- [WORK REQUEST] Every line of the data below should be retyped exactly.

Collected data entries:
######

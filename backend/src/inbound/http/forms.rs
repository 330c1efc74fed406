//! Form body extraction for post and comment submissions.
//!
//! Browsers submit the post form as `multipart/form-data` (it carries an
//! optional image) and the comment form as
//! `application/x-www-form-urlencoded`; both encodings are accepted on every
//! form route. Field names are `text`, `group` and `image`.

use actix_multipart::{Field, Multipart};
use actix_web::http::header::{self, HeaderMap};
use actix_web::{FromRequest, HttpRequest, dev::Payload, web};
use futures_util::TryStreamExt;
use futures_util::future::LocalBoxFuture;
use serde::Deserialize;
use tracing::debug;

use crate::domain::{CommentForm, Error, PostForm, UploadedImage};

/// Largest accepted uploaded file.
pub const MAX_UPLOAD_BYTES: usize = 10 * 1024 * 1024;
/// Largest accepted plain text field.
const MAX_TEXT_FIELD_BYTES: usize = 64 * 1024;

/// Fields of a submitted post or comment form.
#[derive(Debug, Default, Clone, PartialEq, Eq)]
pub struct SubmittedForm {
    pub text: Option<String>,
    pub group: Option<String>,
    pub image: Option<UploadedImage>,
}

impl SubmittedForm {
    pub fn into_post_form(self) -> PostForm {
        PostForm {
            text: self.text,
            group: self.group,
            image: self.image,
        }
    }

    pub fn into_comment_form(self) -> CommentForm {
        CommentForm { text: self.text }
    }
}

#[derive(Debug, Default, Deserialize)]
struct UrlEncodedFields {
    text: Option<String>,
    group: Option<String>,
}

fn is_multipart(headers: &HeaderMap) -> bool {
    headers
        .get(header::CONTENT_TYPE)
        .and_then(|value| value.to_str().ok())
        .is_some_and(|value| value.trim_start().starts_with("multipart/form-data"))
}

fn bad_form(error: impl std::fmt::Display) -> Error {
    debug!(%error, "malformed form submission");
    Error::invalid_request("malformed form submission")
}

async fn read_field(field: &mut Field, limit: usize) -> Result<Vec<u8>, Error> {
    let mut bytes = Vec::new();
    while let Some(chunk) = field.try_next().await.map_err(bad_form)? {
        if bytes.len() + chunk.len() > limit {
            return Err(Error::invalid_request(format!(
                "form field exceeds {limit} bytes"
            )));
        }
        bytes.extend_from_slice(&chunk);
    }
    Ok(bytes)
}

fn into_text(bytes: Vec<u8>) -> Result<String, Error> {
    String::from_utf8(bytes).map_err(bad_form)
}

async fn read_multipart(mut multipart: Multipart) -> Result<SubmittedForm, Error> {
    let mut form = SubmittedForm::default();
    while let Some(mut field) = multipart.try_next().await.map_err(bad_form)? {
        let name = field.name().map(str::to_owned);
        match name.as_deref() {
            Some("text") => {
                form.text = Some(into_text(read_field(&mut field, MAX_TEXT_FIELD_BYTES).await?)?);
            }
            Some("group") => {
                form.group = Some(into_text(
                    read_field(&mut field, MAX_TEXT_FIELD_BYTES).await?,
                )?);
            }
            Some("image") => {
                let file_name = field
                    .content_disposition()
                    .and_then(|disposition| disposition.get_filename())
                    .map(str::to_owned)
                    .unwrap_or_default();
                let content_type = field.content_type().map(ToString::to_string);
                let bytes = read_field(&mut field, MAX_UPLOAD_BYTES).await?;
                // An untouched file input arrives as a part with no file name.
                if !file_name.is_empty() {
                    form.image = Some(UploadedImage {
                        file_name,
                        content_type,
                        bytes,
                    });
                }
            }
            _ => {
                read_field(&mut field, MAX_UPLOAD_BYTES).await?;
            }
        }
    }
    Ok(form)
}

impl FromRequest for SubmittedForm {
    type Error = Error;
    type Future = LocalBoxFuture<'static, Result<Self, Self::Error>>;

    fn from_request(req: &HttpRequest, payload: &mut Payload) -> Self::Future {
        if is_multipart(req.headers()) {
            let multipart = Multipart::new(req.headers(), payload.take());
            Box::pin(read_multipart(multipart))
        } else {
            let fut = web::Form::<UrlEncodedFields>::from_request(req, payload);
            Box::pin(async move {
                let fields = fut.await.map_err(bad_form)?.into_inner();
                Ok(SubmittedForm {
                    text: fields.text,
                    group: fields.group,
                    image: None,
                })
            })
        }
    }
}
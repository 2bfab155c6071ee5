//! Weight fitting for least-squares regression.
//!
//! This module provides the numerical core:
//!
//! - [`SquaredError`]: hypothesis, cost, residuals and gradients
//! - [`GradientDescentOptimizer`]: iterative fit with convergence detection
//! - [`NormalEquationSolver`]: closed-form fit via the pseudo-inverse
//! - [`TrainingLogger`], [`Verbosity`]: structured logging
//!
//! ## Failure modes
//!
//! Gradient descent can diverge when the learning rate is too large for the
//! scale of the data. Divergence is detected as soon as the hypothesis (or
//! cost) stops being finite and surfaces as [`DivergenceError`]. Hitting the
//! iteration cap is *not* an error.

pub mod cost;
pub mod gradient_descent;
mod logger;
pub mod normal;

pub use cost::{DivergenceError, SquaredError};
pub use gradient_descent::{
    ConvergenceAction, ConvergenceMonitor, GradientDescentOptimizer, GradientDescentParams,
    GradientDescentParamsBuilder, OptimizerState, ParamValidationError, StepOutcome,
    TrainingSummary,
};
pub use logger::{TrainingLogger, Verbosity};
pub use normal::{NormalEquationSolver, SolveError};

######

- [YOUR RESPONSE]
filename backend/src/inbound/http/forms.rs
repository 330c1efc74fed406
//! Form body extraction for post and comment submissions.
//!
//! Browsers submit the post form as `multipart/form-data` (it carries an
//! optional image) and the comment form as
//! `application/x-www-form-urlencoded`; both encodings are accepted on every
//! form route. Field names are `text`, `group` and `image`.

use actix_multipart::{Field, Multipart};
use actix_web::http::header::{self, HeaderMap};
use actix_web::{FromRequest, HttpRequest, dev::Payload, web};
use futures_util::TryStreamExt;
use futures_util::future::LocalBoxFuture;
use serde::Deserialize;
use tracing::debug;

use crate::domain::{CommentForm, Error, PostForm, UploadedImage};

/// Largest accepted uploaded file.
pub const MAX_UPLOAD_BYTES: usize = 10 * 1024 * 1024;
/// Largest accepted plain text field.
const MAX_TEXT_FIELD_BYTES: usize = 64 * 1024;

/// Fields of a submitted post or comment form.
#[derive(Debug, Default, Clone, PartialEq, Eq)]
pub struct SubmittedForm {
    pub text: Option<String>,
    pub group: Option<String>,
    pub image: Option<UploadedImage>,
}

impl SubmittedForm {
    pub fn into_post_form(self) -> PostForm {
        PostForm {
            text: self.text,
            group: self.group,
            image: self.image,
        }
    }

    pub fn into_comment_form(self) -> CommentForm {
        CommentForm { text: self.text }
    }
}

#[derive(Debug, Default, Deserialize)]
struct UrlEncodedFields {
    text: Option<String>,
    group: Option<String>,
}

fn is_multipart(headers: &HeaderMap) -> bool {
    headers
        .get(header::CONTENT_TYPE)
        .and_then(|value| value.to_str().ok())
        .is_some_and(|value| value.trim_start().starts_with("multipart/form-data"))
}

fn bad_form(error: impl std::fmt::Display) -> Error {
    debug!(%error, "malformed form submission");
    Error::invalid_request("malformed form submission")
}

async fn read_field(field: &mut Field, limit: usize) -> Result<Vec<u8>, Error> {
    let mut bytes = Vec::new();
    while let Some(chunk) = field.try_next().await.map_err(bad_form)? {
        if bytes.len() + chunk.len() > limit {
            return Err(Error::invalid_request(format!(
                "form field exceeds {limit} bytes"
            )));
        }
        bytes.extend_from_slice(&chunk);
    }
    Ok(bytes)
}

fn into_text(bytes: Vec<u8>) -> Result<String, Error> {
    String::from_utf8(bytes).map_err(bad_form)
}

async fn read_multipart(mut multipart: Multipart) -> Result<SubmittedForm, Error> {
    let mut form = SubmittedForm::default();
    while let Some(mut field) = multipart.try_next().await.map_err(bad_form)? {
        let name = field.name().map(str::to_owned);
        match name.as_deref() {
            Some("text") => {
                form.text = Some(into_text(read_field(&mut field, MAX_TEXT_FIELD_BYTES).await?)?);
            }
            Some("group") => {
                form.group = Some(into_text(
                    read_field(&mut field, MAX_TEXT_FIELD_BYTES).await?,
                )?);
            }
            Some("image") => {
                let file_name = field
                    .content_disposition()
                    .and_then(|disposition| disposition.get_filename())
                    .map(str::to_owned)
                    .unwrap_or_default();
                let content_type = field.content_type().map(ToString::to_string);
                let bytes = read_field(&mut field, MAX_UPLOAD_BYTES).await?;
                // An untouched file input arrives as a part with no file name.
                if !file_name.is_empty() {
                    form.image = Some(UploadedImage {
                        file_name,
                        content_type,
                        bytes,
                    });
                }
            }
            _ => {
                read_field(&mut field, MAX_UPLOAD_BYTES).await?;
            }
        }
    }
    Ok(form)
}

impl FromRequest for SubmittedForm {
    type Error = Error;
    type Future = LocalBoxFuture<'static, Result<Self, Self::Error>>;

    fn from_request(req: &HttpRequest, payload: &mut Payload) -> Self::Future {
        if is_multipart(req.headers()) {
            let multipart = Multipart::new(req.headers(), payload.take());
            Box::pin(read_multipart(multipart))
        } else {
            let fut = web::Form::<UrlEncodedFields>::from_request(req, payload);
            Box::pin(async move {
                let fields = fut.await.map_err(bad_form)?.into_inner();
                Ok(SubmittedForm {
                    text: fields.text,
                    group: fields.group,
                    image: None,
                })
            })
        }
    }
}
repository 2bfab155c6071ee5
//! Weight fitting for least-squares regression.
//!
//! This module provides the numerical core:
//!
//! - [`SquaredError`]: hypothesis, cost, residuals and gradients
//! - [`GradientDescentOptimizer`]: iterative fit with convergence detection
//! - [`NormalEquationSolver`]: closed-form fit via the pseudo-inverse
//! - [`TrainingLogger`], [`Verbosity`]: structured logging
//!
//! ## Failure modes
//!
//! Gradient descent can diverge when the learning rate is too large for the
//! scale of the data. Divergence is detected as soon as the hypothesis (or
//! cost) stops being finite and surfaces as [`DivergenceError`]. Hitting the
//! iteration cap is *not* an error.

pub mod cost;
pub mod gradient_descent;
mod logger;
pub mod normal;

pub use cost::{DivergenceError, SquaredError};
pub use gradient_descent::{
    ConvergenceAction, ConvergenceMonitor, GradientDescentOptimizer, GradientDescentParams,
    GradientDescentParamsBuilder, OptimizerState, ParamValidationError, StepOutcome,
    TrainingSummary,
};
pub use logger::{TrainingLogger, Verbosity};
pub use normal::{NormalEquationSolver, SolveError};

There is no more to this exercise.